Coulibaly, der im vergangenen Jahr als 18-Jähriger den Durchbruch in der Bundesliga geschafft hat, gilt seit dem Sommer bereits als Verkaufskandidat. Seine Freigabe für den Medizincheck wurde bereits erteilt, was darauf hindeutet, dass der Transfer nahezu abgeschlossen ist.
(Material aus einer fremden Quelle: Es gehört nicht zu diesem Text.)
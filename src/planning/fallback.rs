//! Fixed fallback plan
//!
//! Used whenever generation is unavailable or produces nothing usable, so a
//! described assignment always ends up with a checklist.

use chrono::NaiveDate;

use super::DateWindow;
use crate::domain::GeneratedMilestone;

/// Phases of the fallback plan, in order
pub const FALLBACK_STEPS: [(&str, &str); 6] = [
    ("Research", "Gather sources and background material on the topic."),
    ("Outline", "Organize the main points and structure of the work."),
    ("Draft", "Write a complete first draft following the outline."),
    ("Review", "Revise the draft for content, argument and structure."),
    ("Proofread", "Check spelling, grammar, formatting and citations."),
    ("Submit", "Make final checks and submit before the deadline."),
];

/// Build the fallback plan
///
/// Each step depends on the one before it. With a known window the steps get
/// an even split of the days up to the due date; otherwise dates are left empty.
pub fn fallback_plan(window: Option<&DateWindow>, today: NaiveDate) -> Vec<GeneratedMilestone> {
    let ranges = window.map(|w| w.even_split(today, FALLBACK_STEPS.len()));

    FALLBACK_STEPS
        .iter()
        .enumerate()
        .map(|(idx, (title, description))| {
            let id = idx as u32 + 1;
            let (start, end) = match ranges.as_ref().and_then(|r| r.get(idx)) {
                Some((s, e)) => (s.to_string(), e.to_string()),
                None => (String::new(), String::new()),
            };
            GeneratedMilestone {
                id,
                title: title.to_string(),
                description: description.to_string(),
                suggested_start_date: start,
                suggested_end_date: end,
                dependencies: if id == 1 { Vec::new() } else { vec![id - 1] },
            }
        })
        .collect()
}

#[cfg(test)]
mod tests {
    use super::*;
    use crate::planning::compute_window;

    fn today() -> NaiveDate {
        NaiveDate::from_ymd_opt(2030, 4, 1).unwrap()
    }

    #[test]
    fn test_six_chained_steps() {
        let plan = fallback_plan(None, today());
        let titles: Vec<&str> = plan.iter().map(|m| m.title.as_str()).collect();
        assert_eq!(titles, vec!["Research", "Outline", "Draft", "Review", "Proofread", "Submit"]);

        assert!(plan[0].dependencies.is_empty());
        for pair in plan.windows(2) {
            assert_eq!(pair[1].dependencies, vec![pair[0].id]);
        }
        assert!(plan.iter().all(|m| m.suggested_start_date.is_empty()));
    }

    #[test]
    fn test_dates_follow_window() {
        let window = compute_window("2030-04-19", today()).unwrap();
        let plan = fallback_plan(Some(&window), today());

        assert_eq!(plan[0].suggested_start_date, "2030-04-01");
        assert_eq!(plan[5].suggested_end_date, "2030-04-19");
        for m in &plan {
            assert!(m.suggested_start_date <= m.suggested_end_date);
        }
    }

    #[test]
    fn test_display_text_includes_description() {
        let plan = fallback_plan(None, today());
        assert_eq!(
            plan[0].display_text(),
            "Research: Gather sources and background material on the topic."
        );
    }
}
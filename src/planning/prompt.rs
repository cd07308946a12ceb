//! Milestone prompt rendering
//!
//! Renders the embedded decomposition template with Handlebars. Rendering is
//! pure: the same inputs always produce the same prompt.

use eyre::{Result, eyre};
use handlebars::Handlebars;
use serde::Serialize;
use tracing::debug;

/// System prompt sent alongside every decomposition request
pub const SYSTEM_PROMPT: &str = "You are an expert task-analysis researcher. Always output valid JSON only.";

/// Fewest milestones any prompt asks for
pub const MIN_MILESTONES: u32 = 4;

/// Most milestones any prompt asks for
pub const MAX_MILESTONES: u32 = 6;

/// Decomposition template
const MILESTONE_TEMPLATE: &str = r#"You are an expert task-analysis researcher. Break down this assignment into {{min_milestones}}-{{max_milestones}} actionable milestones.

Assignment: {{description}}
Due Date: {{due_date}}
Total Days: {{total_days}}

Output ONLY a JSON array with this structure:
[
  {
    "id": 1,
    "title": "Milestone Title",
    "description": "What needs to be done in this milestone (2-4 sentences).",
    "suggested_start_date": "YYYY-MM-DD",
    "suggested_end_date": "YYYY-MM-DD",
    "dependencies": []
  }
]

Requirements:
- {{min_milestones}}-{{max_milestones}} milestones only
- Each milestone should be actionable and specific
- Distribute days evenly across milestones
- First milestone has no dependencies, every later milestone depends on the previous one
- Include: research, planning, drafting, revision, submission phases

Output JSON only, no other text."#;

/// Values substituted into the template
#[derive(Debug, Clone, Serialize)]
struct PromptContext<'a> {
    description: &'a str,
    due_date: &'a str,
    total_days: i64,
    min_milestones: u32,
    max_milestones: u32,
}

/// Builds the decomposition prompt
pub struct PromptBuilder {
    hbs: Handlebars<'static>,
    min_milestones: u32,
    max_milestones: u32,
}

impl PromptBuilder {
    /// Create a builder asking for between `min` and `max` milestones
    ///
    /// Both bounds are clamped to `MIN_MILESTONES..=MAX_MILESTONES`, so
    /// configuration can narrow the range but never widen it.
    pub fn new(min_milestones: u32, max_milestones: u32) -> Self {
        let mut hbs = Handlebars::new();
        // The description goes in verbatim; HTML escaping would mangle quotes
        hbs.register_escape_fn(handlebars::no_escape);
        let min = min_milestones.clamp(MIN_MILESTONES, MAX_MILESTONES);
        let max = max_milestones.clamp(MIN_MILESTONES, MAX_MILESTONES);
        Self {
            hbs,
            min_milestones: min.min(max),
            max_milestones: max.max(min),
        }
    }

    /// Render the prompt for one assignment
    pub fn build(&self, description: &str, due_date: &str, total_days: i64) -> Result<String> {
        debug!(description_len = description.len(), %due_date, total_days, "build: called");
        let context = PromptContext {
            description: description.trim(),
            due_date: due_date.trim(),
            total_days,
            min_milestones: self.min_milestones,
            max_milestones: self.max_milestones,
        };

        self.hbs
            .render_template(MILESTONE_TEMPLATE, &context)
            .map_err(|e| eyre!("Failed to render milestone prompt: {}", e))
    }
}

impl Default for PromptBuilder {
    fn default() -> Self {
        Self::new(MIN_MILESTONES, MAX_MILESTONES)
    }
}

#[cfg(test)]
mod tests {
    use super::*;

    #[test]
    fn test_prompt_contains_inputs() {
        let prompt = PromptBuilder::default()
            .build("Write a 3000-word paper on AI", "2030-05-01", 30)
            .unwrap();

        assert!(prompt.contains("Assignment: Write a 3000-word paper on AI"));
        assert!(prompt.contains("Due Date: 2030-05-01"));
        assert!(prompt.contains("Total Days: 30"));
    }

    #[test]
    fn test_prompt_requests_four_to_six() {
        let prompt = PromptBuilder::default().build("x", "2030-05-01", 3).unwrap();
        assert!(prompt.contains("into 4-6 actionable milestones"));
        assert!(prompt.contains("- 4-6 milestones only"));
    }

    #[test]
    fn test_prompt_specifies_schema() {
        let prompt = PromptBuilder::default().build("x", "2030-05-01", 3).unwrap();
        for key in [
            "\"id\"",
            "\"title\"",
            "\"description\"",
            "\"suggested_start_date\"",
            "\"suggested_end_date\"",
            "\"dependencies\"",
        ] {
            assert!(prompt.contains(key), "missing {}", key);
        }
        assert!(prompt.contains("Output ONLY a JSON array"));
        assert!(prompt.contains("First milestone has no dependencies"));
        assert!(prompt.ends_with("Output JSON only, no other text."));
    }

    #[test]
    fn test_prompt_is_deterministic() {
        let builder = PromptBuilder::default();
        let a = builder.build("Essay on \"rivers\" & <lakes>", "2030-05-01", 12).unwrap();
        let b = builder.build("Essay on \"rivers\" & <lakes>", "2030-05-01", 12).unwrap();
        assert_eq!(a, b);
        // No HTML escaping
        assert!(a.contains("Essay on \"rivers\" & <lakes>"));
    }

    #[test]
    fn test_inverted_bounds_are_normalized() {
        let prompt = PromptBuilder::new(6, 4).build("x", "2030-05-01", 3).unwrap();
        assert!(prompt.contains("4-6 milestones only"));
    }

    #[test]
    fn test_bounds_clamped_to_four_to_six() {
        let prompt = PromptBuilder::new(3, 8).build("x", "2030-05-01", 3).unwrap();
        assert!(prompt.contains("into 4-6 actionable milestones"));
        assert!(prompt.contains("- 4-6 milestones only"));

        let prompt = PromptBuilder::new(1, 2).build("x", "2030-05-01", 3).unwrap();
        assert!(prompt.contains("- 4-4 milestones only"));

        let prompt = PromptBuilder::new(5, 5).build("x", "2030-05-01", 3).unwrap();
        assert!(prompt.contains("- 5-5 milestones only"));
    }
}
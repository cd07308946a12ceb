//! State manager messages
//!
//! Commands and responses for the actor pattern.

use serde::{Deserialize, Serialize};
use thiserror::Error;
use tokio::sync::oneshot;

use crate::domain::{Assignment, AssignmentUpdate, Milestone, MilestoneDraft, MilestonePatch};
use crate::ordering::OrderMismatch;

/// Errors from state operations
#[derive(Debug, Error)]
pub enum StateError {
    #[error("Record not found: {0}")]
    NotFound(String),

    #[error(transparent)]
    OrderMismatch(#[from] OrderMismatch),

    #[error("Store error: {0}")]
    Store(String),

    #[error("Channel error")]
    ChannelError,
}

impl From<rusqlite::Error> for StateError {
    fn from(e: rusqlite::Error) -> Self {
        StateError::Store(e.to_string())
    }
}

/// Response from state operations
pub type StateResponse<T> = Result<T, StateError>;

/// Everything needed to insert an assignment with its milestones
#[derive(Debug, Clone)]
pub struct NewAssignmentRecord {
    pub owner: String,
    pub title: String,
    pub description: String,
    pub deadline: String,
    pub milestones: Vec<MilestoneDraft>,
}

/// Filters for listing assignments; `None` matches anything
#[derive(Debug, Clone, Default, PartialEq, Eq, Serialize, Deserialize)]
pub struct AssignmentFilter {
    pub owner: Option<String>,
    pub archived: Option<bool>,
}

/// Commands sent to the StateManager actor
#[derive(Debug)]
pub enum StateCommand {
    // Assignment operations
    CreateAssignment {
        record: NewAssignmentRecord,
        reply: oneshot::Sender<StateResponse<i64>>,
    },
    GetAssignment {
        id: i64,
        reply: oneshot::Sender<StateResponse<Option<Assignment>>>,
    },
    ListAssignments {
        filter: AssignmentFilter,
        reply: oneshot::Sender<StateResponse<Vec<Assignment>>>,
    },
    UpdateAssignment {
        id: i64,
        update: AssignmentUpdate,
        reply: oneshot::Sender<StateResponse<()>>,
    },
    DeleteAssignment {
        id: i64,
        reply: oneshot::Sender<StateResponse<()>>,
    },
    SetArchived {
        id: i64,
        archived: bool,
        reply: oneshot::Sender<StateResponse<()>>,
    },

    // Milestone operations
    ListMilestones {
        assignment_id: i64,
        reply: oneshot::Sender<StateResponse<Vec<Milestone>>>,
    },
    PatchMilestone {
        id: i64,
        patch: MilestonePatch,
        reply: oneshot::Sender<StateResponse<Milestone>>,
    },
    ReorderMilestones {
        assignment_id: i64,
        order: Vec<i64>,
        reply: oneshot::Sender<StateResponse<()>>,
    },
    RepairOrder {
        assignment_id: i64,
        reply: oneshot::Sender<StateResponse<usize>>,
    },

    // Shutdown
    Shutdown,
}
//! Milestone normalization
//!
//! Turns loosely-shaped generator entries into [`GeneratedMilestone`]s. Each
//! entry is first checked against the expected schema, producing field-level
//! defects, then defaults are filled in. Normalization never fails.

use serde::Serialize;
use serde_json::{Map, Value};
use tracing::debug;

use crate::domain::GeneratedMilestone;

/// What was wrong with a field
#[derive(Debug, Clone, Copy, PartialEq, Eq, Serialize)]
#[serde(rename_all = "snake_case")]
pub enum DefectKind {
    Missing,
    WrongType,
    Empty,
}

/// A schema violation found in one generator entry
#[derive(Debug, Clone, PartialEq, Eq, Serialize)]
pub struct FieldDefect {
    pub field: &'static str,
    pub kind: DefectKind,
}

impl FieldDefect {
    fn new(field: &'static str, kind: DefectKind) -> Self {
        Self { field, kind }
    }
}

/// Typed view of one entry; `None` means the field needs its default
#[derive(Debug, Default, PartialEq, Eq)]
pub struct ValidatedEntry {
    pub id: Option<u32>,
    pub title: Option<String>,
    pub description: Option<String>,
    pub suggested_start_date: Option<String>,
    pub suggested_end_date: Option<String>,
    pub dependencies: Option<Vec<u32>>,
}

/// A milestone with its 0-based position and any defects that were repaired
#[derive(Debug, Clone, PartialEq, Eq, Serialize)]
pub struct NormalizedMilestone {
    pub order: u32,
    pub milestone: GeneratedMilestone,
    pub defects: Vec<FieldDefect>,
}

/// Normalize a parsed generator response
///
/// Output follows input order; `order` is the position, whatever `id` says.
pub fn normalize(raw: &[Value]) -> Vec<NormalizedMilestone> {
    debug!(count = raw.len(), "normalize: called");
    raw.iter()
        .enumerate()
        .map(|(idx, value)| {
            let position = idx as u32 + 1;
            let (entry, defects) = validate_entry(value);
            if !defects.is_empty() {
                debug!(position, defect_count = defects.len(), "normalize: repaired entry");
            }
            NormalizedMilestone {
                order: idx as u32,
                milestone: fill_defaults(entry, position),
                defects,
            }
        })
        .collect()
}

/// Check one entry against the milestone schema
pub fn validate_entry(value: &Value) -> (ValidatedEntry, Vec<FieldDefect>) {
    let empty = Map::new();
    let mut defects = Vec::new();
    let object = match value {
        Value::Object(map) => map,
        _ => {
            defects.push(FieldDefect::new("entry", DefectKind::WrongType));
            &empty
        }
    };

    let mut entry = ValidatedEntry::default();

    match object.get("id") {
        None | Some(Value::Null) => defects.push(FieldDefect::new("id", DefectKind::Missing)),
        Some(v) => match as_u32(v) {
            Some(id) => entry.id = Some(id),
            None => defects.push(FieldDefect::new("id", DefectKind::WrongType)),
        },
    }

    entry.title = string_field(object, "title", &mut defects);
    entry.description = string_field(object, "description", &mut defects);
    entry.suggested_start_date = string_field(object, "suggested_start_date", &mut defects);
    entry.suggested_end_date = string_field(object, "suggested_end_date", &mut defects);

    match object.get("dependencies") {
        None | Some(Value::Null) => defects.push(FieldDefect::new("dependencies", DefectKind::Missing)),
        Some(Value::Array(items)) => {
            let deps: Vec<u32> = items.iter().filter_map(as_u32).collect();
            if deps.len() != items.len() {
                defects.push(FieldDefect::new("dependencies", DefectKind::WrongType));
            }
            entry.dependencies = Some(deps);
        }
        Some(_) => defects.push(FieldDefect::new("dependencies", DefectKind::WrongType)),
    }

    (entry, defects)
}

fn fill_defaults(entry: ValidatedEntry, position: u32) -> GeneratedMilestone {
    GeneratedMilestone {
        id: entry.id.unwrap_or(position),
        title: entry.title.unwrap_or_else(|| format!("Milestone {}", position)),
        description: entry.description.unwrap_or_default(),
        suggested_start_date: entry.suggested_start_date.unwrap_or_default(),
        suggested_end_date: entry.suggested_end_date.unwrap_or_default(),
        dependencies: entry.dependencies.unwrap_or_default(),
    }
}

/// Read a string field; blank strings count as `Empty`
fn string_field(object: &Map<String, Value>, field: &'static str, defects: &mut Vec<FieldDefect>) -> Option<String> {
    match object.get(field) {
        None | Some(Value::Null) => {
            defects.push(FieldDefect::new(field, DefectKind::Missing));
            None
        }
        Some(Value::String(s)) if s.trim().is_empty() => {
            defects.push(FieldDefect::new(field, DefectKind::Empty));
            None
        }
        Some(Value::String(s)) => Some(s.trim().to_string()),
        Some(_) => {
            defects.push(FieldDefect::new(field, DefectKind::WrongType));
            None
        }
    }
}

/// Accept non-negative integers, integral floats and numeric strings
fn as_u32(value: &Value) -> Option<u32> {
    match value {
        Value::Number(n) => n
            .as_u64()
            .or_else(|| n.as_f64().filter(|f| f.fract() == 0.0 && *f >= 0.0).map(|f| f as u64))
            .and_then(|n| u32::try_from(n).ok()),
        Value::String(s) => s.trim().parse::<u32>().ok(),
        _ => None,
    }
}

#[cfg(test)]
mod tests {
    use super::*;
    use proptest::prelude::*;
    use serde_json::json;

    #[test]
    fn test_well_formed_entries_pass_through() {
        let raw = vec![
            json!({
                "id": 1, "title": "Research", "description": "Read sources",
                "suggested_start_date": "2030-01-01", "suggested_end_date": "2030-01-03",
                "dependencies": []
            }),
            json!({
                "id": 2, "title": "Draft", "description": "Write it",
                "suggested_start_date": "2030-01-04", "suggested_end_date": "2030-01-08",
                "dependencies": [1]
            }),
        ];

        let out = normalize(&raw);
        assert_eq!(out.len(), 2);
        assert!(out.iter().all(|m| m.defects.is_empty()));
        assert_eq!(out[1].milestone.title, "Draft");
        assert_eq!(out[1].milestone.dependencies, vec![1]);
        assert_eq!(out[1].order, 1);
    }

    #[test]
    fn test_defaults_for_empty_object() {
        let out = normalize(&[json!({}), json!({})]);
        let second = &out[1].milestone;
        assert_eq!(second.id, 2);
        assert_eq!(second.title, "Milestone 2");
        assert_eq!(second.description, "");
        assert!(second.dependencies.is_empty());
        assert!(out[1].defects.contains(&FieldDefect::new("title", DefectKind::Missing)));
    }

    #[test]
    fn test_empty_title_gets_default() {
        let out = normalize(&[json!({"title": "   "})]);
        assert_eq!(out[0].milestone.title, "Milestone 1");
        assert!(out[0].defects.contains(&FieldDefect::new("title", DefectKind::Empty)));
    }

    #[test]
    fn test_non_numeric_id_uses_position() {
        let out = normalize(&[json!({"id": "abc"}), json!({"id": 9.0}), json!({"id": "7"}), json!({"id": -1})]);
        assert_eq!(out[0].milestone.id, 1);
        assert_eq!(out[1].milestone.id, 9);
        assert_eq!(out[2].milestone.id, 7);
        assert_eq!(out[3].milestone.id, 4);
    }

    #[test]
    fn test_dependencies_coercion() {
        let out = normalize(&[
            json!({"dependencies": "1,2"}),
            json!({"dependencies": [1, "x", 2]}),
            json!({"dependencies": null}),
        ]);
        assert!(out[0].milestone.dependencies.is_empty());
        assert_eq!(out[1].milestone.dependencies, vec![1, 2]);
        assert!(out[1].defects.contains(&FieldDefect::new("dependencies", DefectKind::WrongType)));
        assert!(out[2].milestone.dependencies.is_empty());
    }

    #[test]
    fn test_non_object_entries() {
        let out = normalize(&[json!(42), json!("text"), json!(null), json!([1, 2])]);
        assert_eq!(out.len(), 4);
        for (idx, m) in out.iter().enumerate() {
            assert_eq!(m.order, idx as u32);
            assert_eq!(m.milestone.title, format!("Milestone {}", idx + 1));
            assert_eq!(m.defects[0], FieldDefect::new("entry", DefectKind::WrongType));
        }
    }

    #[test]
    fn test_order_ignores_ids() {
        let out = normalize(&[json!({"id": 5}), json!({"id": 3}), json!({"id": 5})]);
        let orders: Vec<u32> = out.iter().map(|m| m.order).collect();
        assert_eq!(orders, vec![0, 1, 2]);
    }

    #[test]
    fn test_validate_entry_reports_each_field() {
        let (entry, defects) = validate_entry(&json!({"id": 2, "title": 7, "description": ""}));
        assert_eq!(entry.id, Some(2));
        assert_eq!(entry.title, None);
        assert!(defects.contains(&FieldDefect::new("title", DefectKind::WrongType)));
        assert!(defects.contains(&FieldDefect::new("description", DefectKind::Empty)));
        assert!(defects.contains(&FieldDefect::new("suggested_start_date", DefectKind::Missing)));
        assert!(defects.contains(&FieldDefect::new("dependencies", DefectKind::Missing)));
    }

    #[test]
    fn test_empty_input() {
        assert!(normalize(&[]).is_empty());
    }

    fn arb_json() -> impl Strategy<Value = Value> {
        let leaf = prop_oneof![
            Just(Value::Null),
            any::<bool>().prop_map(Value::Bool),
            any::<i64>().prop_map(|n| json!(n)),
            any::<f64>().prop_filter("finite", |f| f.is_finite()).prop_map(|f| json!(f)),
            "[a-z0-9 ]{0,8}".prop_map(Value::String),
        ];
        leaf.prop_recursive(3, 24, 4, |inner| {
            prop_oneof![
                proptest::collection::vec(inner.clone(), 0..4).prop_map(Value::Array),
                proptest::collection::hash_map(
                    prop_oneof![
                        Just("id".to_string()),
                        Just("title".to_string()),
                        Just("description".to_string()),
                        Just("dependencies".to_string()),
                        "[a-z]{1,6}".prop_map(|s| s)
                    ],
                    inner,
                    0..5
                )
                .prop_map(|m| Value::Object(m.into_iter().collect())),
            ]
        })
    }

    proptest! {
        #[test]
        fn prop_normalize_is_total_and_contiguous(raw in proptest::collection::vec(arb_json(), 0..10)) {
            let out = normalize(&raw);
            prop_assert_eq!(out.len(), raw.len());
            for (idx, m) in out.iter().enumerate() {
                prop_assert_eq!(m.order, idx as u32);
                prop_assert!(!m.milestone.title.trim().is_empty());
            }
        }
    }
}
Mit diesem Verkauf will Werder Bremen die Einnahmen nutzen, um andere Transfers zu finanzieren. Der Transfer von Coulibaly ist der zweitteuerste in der Vereinsgeschichte des Klubs, nur der Verkauf von Diego 2009 zu Juventus Turin war teurer.
Werder Bremen und die Verkaufsstrategie
Werder Bremen hat in den letzten Jahren mehrere erfolgreiche Verkaufsstrategien angewendet, um finanzielle Stabilität zu gewährleisten. Coulibaly ist der neueste Teil dieser Strategie, die darauf abzielt, durch Verkaufseinnahmen wichtige Transfers zu finanzieren.
Coulibalys Karriere in Bremen
Coulibaly, der im Sommer 2021 zum Werder Bremen kam, hat sich in der Bundesliga schnell durchgesetzt. Seine Leistungen in der U21-Nationalmannschaft Deutschlands haben ihn zu einem gefragten Spieler gemacht. Er war Teil der Mannschaft, die im Sommer 2022 den Titel der U21-Nationalspieler gewann.
Die Verkaufsstrategie von Werder Bremen zeigt, wie wichtig es ist, die finanzielle Situation des Klubs zu stärken, um zukünftige Transferziele zu finanzieren. Coulibaly wird in Racing Straßburg eine wichtige Ergänzung für den Klub sein, der sich auf den Weg in die Champions League qualifizieren möchte.